While collections staff at the museum are busy dealing with outgoing loans, exhibition staff are arranging to borrow objects to grace the displays of the Darwin the Geologist exhibition. In the latest of these negotiations, English Heritage curators have agreed to loan the Museum a significant notebook from Tierra del Fuego.
Darwin wrote a prodigious number of research notes during his voyage around the world on board the HMS Beagle, filling a dizzying array of notebooks and catalogues. The Sedgwick Museum of Earth Sciences already holds the Dry Specimen Catalogues from this voyage with detailed descriptions of all the rocks and fossils Darwin collected on his journey. Darwin’s set of 15 field notebooks are the notepads Darwin took with him on his collecting trips on shore, they contain his most immediate impressions and direct observations from the places he visited. The majority are held in Down House, Darwin’s family home in Kent, with the exception of one missing volume that disappeared in the latter half of the twentieth century.

The loan will become part of a rotating display of Darwin’s notebooks in Cambridge with a different field notebook on display after six months.

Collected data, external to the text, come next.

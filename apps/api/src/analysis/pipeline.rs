//! Analysis Orchestrator — runs one resume through the pipeline.
//!
//! Flow: Requested → PromptBuilt → Invoked → Validated → Completed.
//!
//! The model call is the only stage that can fail the request. Validation
//! degrades instead of failing, and nothing here retries.

use std::fmt;

use tracing::{debug, error, info};

use crate::analysis::models::{AnalysisRequest, AnalysisResult, SkillGapEntry};
use crate::analysis::prompt_builder::build_prompt;
use crate::analysis::prompts::ANALYSIS_SYSTEM;
use crate::analysis::taxonomy::keywords_for;
use crate::analysis::validator::validate;
use crate::errors::AppError;
use crate::llm_client::{ModelInvoker, ModelRequest, ResponseFormat};

/// Model knobs shared by every pipeline run.
#[derive(Debug, Clone)]
pub struct AnalysisSettings {
    pub model: String,
    pub temperature: f32,
    pub max_resume_chars: usize,
}

#[derive(Debug, Clone, Copy, PartialEq, Eq)]
pub enum AnalysisStage {
    Requested,
    PromptBuilt,
    Invoked,
    Validated,
    Completed,
}

impl fmt::Display for AnalysisStage {
    fn fmt(&self, f: &mut fmt::Formatter<'_>) -> fmt::Result {
        let name = match self {
            AnalysisStage::Requested => "requested",
            AnalysisStage::PromptBuilt => "prompt_built",
            AnalysisStage::Invoked => "invoked",
            AnalysisStage::Validated => "validated",
            AnalysisStage::Completed => "completed",
        };
        f.write_str(name)
    }
}

/// Runs the full analysis pipeline for one request.
pub async fn analyze(
    invoker: &dyn ModelInvoker,
    settings: &AnalysisSettings,
    request: &AnalysisRequest,
) -> Result<AnalysisResult, AppError> {
    if request.resume_text.trim().is_empty() {
        return Err(AppError::Validation(
            "resume_text cannot be empty".to_string(),
        ));
    }
    debug!("Analysis stage: {}", AnalysisStage::Requested);

    let keywords = keywords_for(request.industry);
    let prompt = build_prompt(
        &request.resume_text,
        request.industry,
        keywords,
        settings.max_resume_chars,
    );
    debug!(
        "Analysis stage: {} ({} chars, industry={})",
        AnalysisStage::PromptBuilt,
        prompt.len(),
        request.industry.as_str()
    );

    let raw = invoker
        .invoke(&ModelRequest {
            model: &settings.model,
            system: ANALYSIS_SYSTEM,
            prompt: &prompt,
            temperature: settings.temperature,
            response_format: ResponseFormat::Json,
        })
        .await
        .map_err(|e| {
            error!("Analysis failed at stage {}: {e}", AnalysisStage::Invoked);
            AppError::Llm(e)
        })?;
    debug!("Analysis stage: {} ({} chars returned)", AnalysisStage::Invoked, raw.len());

    let result = validate(&raw);
    debug!(
        "Analysis stage: {} (validity={:?})",
        AnalysisStage::Validated,
        result.validity
    );

    info!(
        "Analysis {}: score={}/100, {} suggestions, {} skill gaps (widest {})",
        AnalysisStage::Completed,
        result.score,
        result.suggestions.len(),
        result.skills_gap.len(),
        widest_skill_gap(&result.skills_gap)
    );
    Ok(result)
}

/// Largest `targetLevel - currentLevel` across the entries, 0 when empty.
pub fn widest_skill_gap(entries: &[SkillGapEntry]) -> u8 {
    entries.iter().map(SkillGapEntry::gap).max().unwrap_or(0)
}

#[cfg(test)]
pub(crate) mod tests {
    use std::sync::Mutex;
    use std::time::Duration;

    use async_trait::async_trait;

    use super::*;
    use crate::analysis::models::ResponseValidity;
    use crate::analysis::taxonomy::Industry;
    use crate::llm_client::LlmError;

    /// Returns a canned reply and remembers every prompt it saw.
    pub(crate) struct CannedInvoker {
        reply: Result<String, fn() -> LlmError>,
        pub(crate) prompts: Mutex<Vec<String>>,
    }

    impl CannedInvoker {
        pub(crate) fn replying(text: &str) -> Self {
            Self {
                reply: Ok(text.to_string()),
                prompts: Mutex::new(vec![]),
            }
        }

        pub(crate) fn failing(make: fn() -> LlmError) -> Self {
            Self {
                reply: Err(make),
                prompts: Mutex::new(vec![]),
            }
        }

        pub(crate) fn calls(&self) -> usize {
            self.prompts.lock().unwrap().len()
        }
    }

    #[async_trait]
    impl ModelInvoker for CannedInvoker {
        async fn invoke(&self, request: &ModelRequest<'_>) -> Result<String, LlmError> {
            self.prompts.lock().unwrap().push(request.prompt.to_string());
            match &self.reply {
                Ok(text) => Ok(text.clone()),
                Err(make) => Err(make()),
            }
        }
    }

    pub(crate) fn settings() -> AnalysisSettings {
        AnalysisSettings {
            model: "test-model".to_string(),
            temperature: 0.3,
            max_resume_chars: 24_000,
        }
    }

    fn request(text: &str) -> AnalysisRequest {
        AnalysisRequest {
            resume_text: text.to_string(),
            industry: Industry::Technology,
        }
    }

    #[tokio::test]
    async fn test_end_to_end_valid_response() {
        let invoker = CannedInvoker::replying(
            r#"{"score": 85, "analysis": {"summary":"Strong"}, "suggestions": ["Add metrics"], "skillsGap": []}"#,
        );
        let result = analyze(&invoker, &settings(), &request("5 years Python, AWS, Docker"))
            .await
            .unwrap();
        assert_eq!(result.score, 85);
        assert_eq!(result.suggestions.len(), 1);
        assert_eq!(result.validity, ResponseValidity::Valid);
    }

    #[tokio::test]
    async fn test_prompt_carries_resume_and_technology_keywords() {
        let resume = "5 years Python, AWS, Docker";
        let invoker = CannedInvoker::replying(r#"{"score": 50}"#);
        analyze(&invoker, &settings(), &request(resume)).await.unwrap();

        let prompts = invoker.prompts.lock().unwrap();
        let prompt = &prompts[0];
        assert!(prompt.contains(resume));
        let hint = prompt
            .lines()
            .find(|l| l.starts_with("Focus on these keywords:"))
            .unwrap();
        for keyword in ["Python", "AWS", "Docker"] {
            assert!(hint.contains(keyword));
        }
    }

    #[tokio::test]
    async fn test_garbage_response_degrades_to_fallback() {
        let invoker = CannedInvoker::replying("Sorry, I can't help with that.");
        let result = analyze(&invoker, &settings(), &request("Resume")).await.unwrap();
        assert_eq!(result.score, 0);
        assert_eq!(result.validity, ResponseValidity::Fallback);
    }

    #[tokio::test]
    async fn test_service_error_fails_request_without_retry() {
        let invoker = CannedInvoker::failing(|| LlmError::Timeout(Duration::from_secs(30)));
        let err = analyze(&invoker, &settings(), &request("Resume"))
            .await
            .unwrap_err();
        assert!(matches!(err, AppError::Llm(ref e) if e.is_timeout()));
        assert_eq!(invoker.calls(), 1);
    }

    #[tokio::test]
    async fn test_empty_resume_is_rejected_before_invoking() {
        let invoker = CannedInvoker::replying(r#"{"score": 50}"#);
        let err = analyze(&invoker, &settings(), &request("  \n "))
            .await
            .unwrap_err();
        assert!(matches!(err, AppError::Validation(_)));
        assert_eq!(invoker.calls(), 0);
    }

    #[tokio::test]
    async fn test_widest_skill_gap() {
        let invoker = CannedInvoker::replying(
            r#"{"score": 60, "skillsGap": [
                {"skill": "Go", "currentLevel": 2, "targetLevel": 7},
                {"skill": "SQL", "currentLevel": 6, "targetLevel": 8}
            ]}"#,
        );
        let result = analyze(&invoker, &settings(), &request("Resume")).await.unwrap();
        assert_eq!(widest_skill_gap(&result.skills_gap), 5);
        assert_eq!(widest_skill_gap(&[]), 0);
    }

    #[test]
    fn test_stage_names() {
        assert_eq!(AnalysisStage::PromptBuilt.to_string(), "prompt_built");
        assert_eq!(AnalysisStage::Completed.to_string(), "completed");
    }
}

Exhibition assistant, Katherine Antoniw sets the scene: “We want to showcase the book as part of a reconstruction of Darwin’s cabin on board the Beagle, displaying a day in the life of a great collector”.
As the Darwin bicentenary creeps ever closer, Sedgwick Museum collections staff are dealing with a flurry of loan requests from museums all over the world. Earlier this year the Osaka Museum of Natural History, Japan asked for some of Darwin’s specimens to display in the American Museum of Natural History’s touring Darwin exhibit. This July, conservator Sarah Finney embarked on a 5864 mile journey to Osaka to deliver four of our Beagle Collection rocks safely to the museum.

When sending objects for display so far from home some major physical and cultural differences have to be taken into consideration. Osaka is at risk from earthquakes so extra conservation precautions must be taken when displaying irreplaceable objects from Darwin’s collections. Also priorities are different for Japanese museum visitors – it was important for this display to contain something that had been touched by Darwin himself, something that is not often explicitly requested in a UK loan.

The hand-picked specimens from Darwin’s personal collection will soon be redisplayed in the Canberra Museum of Natural History, Australia before returning to Cambridge in time for the opening of our own exhibition next July. Wherever you are in the world you might have a chance of spotting one of the Sedgwick’s prized objects over this coming year.
The end of August saw one of the major phases of the ‘Darwin the Geologist’ Project completed. It may seem like stating the obvious but before construction can begin on the new exhibition curators must ensure that there is actually space for it inside the Museum.
For Collections Assistant, Esther Sharp, making this space was not simply a case of moving specimens from the museum gallery (Bays 1 & 2) to the museum reserve store. Rather, in order to empty the cases Esther had to painstakingly record the shelf from which every specimen was being taken, and the exact location it was being taken to - enabling future curators to find the specimens.
As reported in March, work has been ongoing in the museum reserve store to increase its storage capacity, something which has been essential for the removal of specimens from the Sedgwick Museum. Finally, and after 11 months of work, the ‘Darwin the Geologist’ exhibition area is now empty, and awaiting preparation for the installation of its new exhibits.

Almost 800 specimens have now been moved, half of which were previously not catalogued. Although this leaves Bays 1 & 2 looking a little forlorn, preparations are already under way to rejuvenate this area, both inside and outside the cases, in anticipation of the new exhibition.